The big EDA companies all have a formal solution of some sort, but they are unlikely to be the ones spearheading this. They all have simulators and simulation verification environments too, and will quite happily sell you as many licenses as you want. Indeed, if a few dozen formal licenses turn out to substitute for a server farm with a bazillion simulation licenses, it is not necessarily even good business for them to encourage the transition.

Jasper, however, only has a formal product line. If you use a lot of simulation as an alternative they don’t participate in that business. Of course simulation is not going away and Jasper’s approach is to combine metrics from formal verification with metrics from simulation-based verification to accelerate verification closure. In particular, there is never any point in running simulation to partially verify some aspect of a design that formal has already proven; it’s just a waste of computer time.

The metrics for formal verification come in two flavors. Firstly, how complete the coverage is based on the properties and the stimuli. Secondly, how successful JasperGold (or whatever formal tool you are using) is at proving those properties, which may be fully proven or a bounded proof (or it finds a counterexample which obviously doesn’t contribute to verification closure directly, but exposes an issue which must be fixed). This is all then integrated into a coverage database to include unreachable targets that do not need to be verified, along with coverage information from formal analysis that do not need to be re-verified using simulation.

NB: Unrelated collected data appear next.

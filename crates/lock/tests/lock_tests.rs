// Copyright (c) 2025 woxQAQ
//
// Licensed under the MIT License or Apache License 2.0
// See LICENSE files for details

//! Integration tests for table locks driven by IR statements

use std::sync::Arc;
use std::time::Duration;

use typed_sql_ir::{
    BinaryExpr, ColumnDef, CreateTable, Delete, InExpr, Insert, Query, SchemaTable, Statement,
    Update, col, value,
};
use typed_sql_lock::{LockConfig, LockError, LockKind, LockManager, SessionId};
use typed_sql_test_utils::init_tracing;

fn select_students() -> Statement {
    Query::builder().from("Student").build().into()
}

fn update_student() -> Statement {
    Update::builder("Student")
        .set("name", value("Kenny"))
        .where_clause(BinaryExpr::new("=", col("id"), value(1)).unwrap())
        .build()
        .into()
}

#[tokio::test]
async fn test_reader_then_writer_is_fifo() {
    init_tracing();
    let manager = Arc::new(LockManager::default());
    let a = SessionId::next();
    let b = SessionId::next();

    let reading = manager.acquire(&select_students(), a).await.unwrap();
    let writer = tokio::spawn({
        let manager = manager.clone();
        async move { manager.acquire(&update_student(), b).await }
    });
    tokio::time::sleep(Duration::from_millis(20)).await;
    assert!(!writer.is_finished());

    reading.release();
    let writing = writer.await.unwrap().unwrap();
    assert_eq!(
        writing.tables().collect::<Vec<_>>(),
        vec![("Student", LockKind::Write)]
    );
}

#[tokio::test]
async fn test_sub_query_tables_are_read_locked() {
    let manager = LockManager::default();
    let banned = Query::builder()
        .select(col("student_id"))
        .from(SchemaTable::new("Banned"))
        .build();
    let delete: Statement = Delete::builder("Student")
        .where_clause(InExpr::new(col("id"), banned).unwrap())
        .build()
        .into();

    let permit = manager.acquire(&delete, SessionId::next()).await.unwrap();
    assert_eq!(
        permit.tables().collect::<Vec<_>>(),
        vec![("Banned", LockKind::Read), ("Student", LockKind::Write)]
    );
    assert_eq!(manager.table("Banned").state().reading.len(), 1);
}

#[tokio::test]
async fn test_concurrent_readers() {
    let manager = Arc::new(LockManager::default());
    let first = manager
        .acquire(&select_students(), SessionId::next())
        .await
        .unwrap();
    let second = manager
        .acquire(&select_students(), SessionId::next())
        .await
        .unwrap();
    assert_eq!(manager.table("Student").state().reading.len(), 2);
    drop(first);
    drop(second);
    assert!(manager.table("Student").state().reading.is_empty());
}

#[tokio::test(start_paused = true)]
async fn test_acquire_timeout_cancels_request() {
    let config = LockConfig::new().with_acquire_timeout(Duration::from_millis(100));
    let manager = LockManager::new(config);
    let holder = manager
        .acquire(&update_student(), SessionId::next())
        .await
        .unwrap();

    let insert: Statement = Insert::builder("Student")
        .values([value(1)])
        .unwrap()
        .build()
        .into();
    let err = manager
        .acquire(&insert, SessionId::next())
        .await
        .unwrap_err();
    assert_eq!(
        err,
        LockError::Timeout {
            table: "Student".to_string(),
            kind: LockKind::Write,
            timeout: Duration::from_millis(100),
        }
    );
    assert!(manager.table("Student").state().requesting_write.is_empty());
    drop(holder);
}

#[tokio::test]
async fn test_dropped_table_rejects_statements() {
    let manager = LockManager::default();
    let student = manager.table("Student");
    manager
        .drop_table("Student", SessionId::next())
        .await
        .unwrap();

    assert_eq!(
        student.read(SessionId::next()).await,
        Err(LockError::Closed("Student".to_string()))
    );
    assert_eq!(
        manager.acquire(&select_students(), SessionId::next()).await.unwrap_err(),
        LockError::Closed("Student".to_string())
    );
    assert!(manager.get("Student").unwrap().is_closed());
}

#[tokio::test]
async fn test_create_table_reopens_dropped_table() {
    let manager = LockManager::default();
    manager.table("Student");
    manager
        .drop_table("Student", SessionId::next())
        .await
        .unwrap();

    let mut create = CreateTable::builder("Student");
    create
        .column(ColumnDef::new("id", "INTEGER").primary_key())
        .unwrap();
    let create: Statement = create.build().into();
    let permit = manager.acquire(&create, SessionId::next()).await.unwrap();
    assert_eq!(
        permit.tables().collect::<Vec<_>>(),
        vec![("Student", LockKind::Write)]
    );
    permit.release();

    let reading = manager.acquire(&select_students(), SessionId::next()).await.unwrap();
    assert_eq!(
        reading.tables().collect::<Vec<_>>(),
        vec![("Student", LockKind::Read)]
    );
}

#[tokio::test]
async fn test_failed_acquire_releases_earlier_locks() {
    let manager = LockManager::default();
    // "Applicant" sorts before "Student"; the closed Student lock fails the statement
    let closed = manager.table("Student");
    closed.close(SessionId::next()).await.unwrap();

    let source = Query::builder().from("Applicant").build();
    let insert: Statement = Insert::builder("Student")
        .query(source)
        .unwrap()
        .build()
        .into();
    assert!(matches!(
        manager.acquire(&insert, SessionId::next()).await,
        Err(LockError::Closed(_))
    ));
    assert!(manager.table("Applicant").state().reading.is_empty());
}
// Copyright (c) 2025 woxQAQ
//
// Licensed under the MIT License or Apache License 2.0
// See LICENSE files for details

//! Table-name scope used by whole-tree validation.
//!
//! FROM items register their alias (or table name) as they are validated;
//! qualified column references elsewhere in the statement must resolve to a
//! registered name. A child scope (correlated sub-query) sees its parents'
//! names but only rejects duplicates among its own.

use crate::error::{IrError, IrResult};

#[derive(Debug, Clone, Default)]
pub struct Scope {
    outer: Vec<String>,
    local: Vec<String>,
}

impl Scope {
    pub fn new() -> Self {
        Self::default()
    }

    /// Nested scope that can still resolve every name visible here
    pub fn child(&self) -> Scope {
        let mut outer = self.outer.clone();
        outer.extend(self.local.iter().cloned());
        Scope {
            outer,
            local: Vec::new(),
        }
    }

    /// Add a table name; duplicates within this scope are rejected
    pub fn register(&mut self, name: impl Into<String>) -> IrResult<()> {
        let name = name.into();
        if self.local.contains(&name) {
            return Err(IrError::DuplicateAlias(name));
        }
        self.local.push(name);
        Ok(())
    }

    pub fn resolves(&self, name: &str) -> bool {
        self.local.iter().chain(self.outer.iter()).any(|n| n == name)
    }

    /// Names registered in this scope, in registration order
    pub fn tables(&self) -> &[String] {
        &self.local
    }
}

#[cfg(test)]
mod tests {
    use super::*;

    #[test]
    fn test_register_and_resolve() {
        let mut scope = Scope::new();
        scope.register("s").unwrap();
        scope.register("c").unwrap();
        assert!(scope.resolves("s"));
        assert!(!scope.resolves("x"));
        assert_eq!(scope.tables(), ["s".to_string(), "c".to_string()]);
    }

    #[test]
    fn test_duplicate_alias() {
        let mut scope = Scope::new();
        scope.register("s").unwrap();
        assert_eq!(
            scope.register("s"),
            Err(IrError::DuplicateAlias("s".to_string()))
        );
    }

    #[test]
    fn test_child_sees_outer_names() {
        let mut scope = Scope::new();
        scope.register("s").unwrap();
        let mut child = scope.child();
        assert!(child.resolves("s"));
        // shadowing an outer name is allowed
        child.register("s").unwrap();
        assert!(child.tables().len() == 1);
        assert!(!scope.resolves("t"));
    }
}
// Copyright (c) 2025 woxQAQ
//
// Licensed under the MIT License or Apache License 2.0
// See LICENSE files for details

use std::fmt;

use serde_json::{Map, Value};

use crate::error::{IrError, IrResult};
use crate::json::{JsonReader, JsonWriter};
use crate::node::{Node, SqlNode};
use crate::registry::NodeRegistry;

/// Session variable reference, rendered as `@name`
#[derive(Debug, Clone, PartialEq, Eq, Hash)]
pub struct VariableExpr {
    pub name: String,
}

impl VariableExpr {
    pub const CLASSNAME: &'static str = "Variable";

    pub fn new(name: impl Into<String>) -> Self {
        Self { name: name.into() }
    }
}

impl SqlNode for VariableExpr {
    fn classname(&self) -> &'static str {
        Self::CLASSNAME
    }

    fn check(&self) -> IrResult<()> {
        if self.name.is_empty() {
            return Err(IrError::MissingField {
                node: Self::CLASSNAME,
                field: "name",
            });
        }
        Ok(())
    }

    fn json_value(&self) -> Value {
        JsonWriter::new(Self::CLASSNAME)
            .set("name", self.name.clone())
            .finish()
    }
}

impl fmt::Display for VariableExpr {
    fn fmt(&self, f: &mut fmt::Formatter<'_>) -> fmt::Result {
        write!(f, "@{}", self.name)
    }
}

pub(crate) fn revive(map: &Map<String, Value>, registry: &NodeRegistry) -> IrResult<Node> {
    let json = JsonReader::new(VariableExpr::CLASSNAME, map, registry);
    Ok(Node::Expr(VariableExpr::new(json.str("name")?).into()))
}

The first way to use this approach is to establish the completeness of the formal testbench. In particular, analyzing:

• Dead code
• Branch coverage
• Statement coverage
• Expression coverage

After the formal analysis, properties may be completely proven or only have a bounded proof. This means that only part of the reachable state-space was analyzed and that no violation was detected there. For example, all states within K cycles of the reset were examined and no violation was detected. Obviously this means that problems might occur after K cycles.

This approach allows confidence that the verification is not over-constrained (relying on an external property that still has to be proved) and allows proven (and perhaps bounded proven) aspects of the design to be eliminated from the simulation verification plan.

This information can then be combined with information in a simulation coverage database such as UCDB to merge all the coverage metrics into a single verification coverage metric that combines formal and simulation approaches.

These features in JasperGold will be released to beta during the second half of this year with production either late this year or in the first half of next year.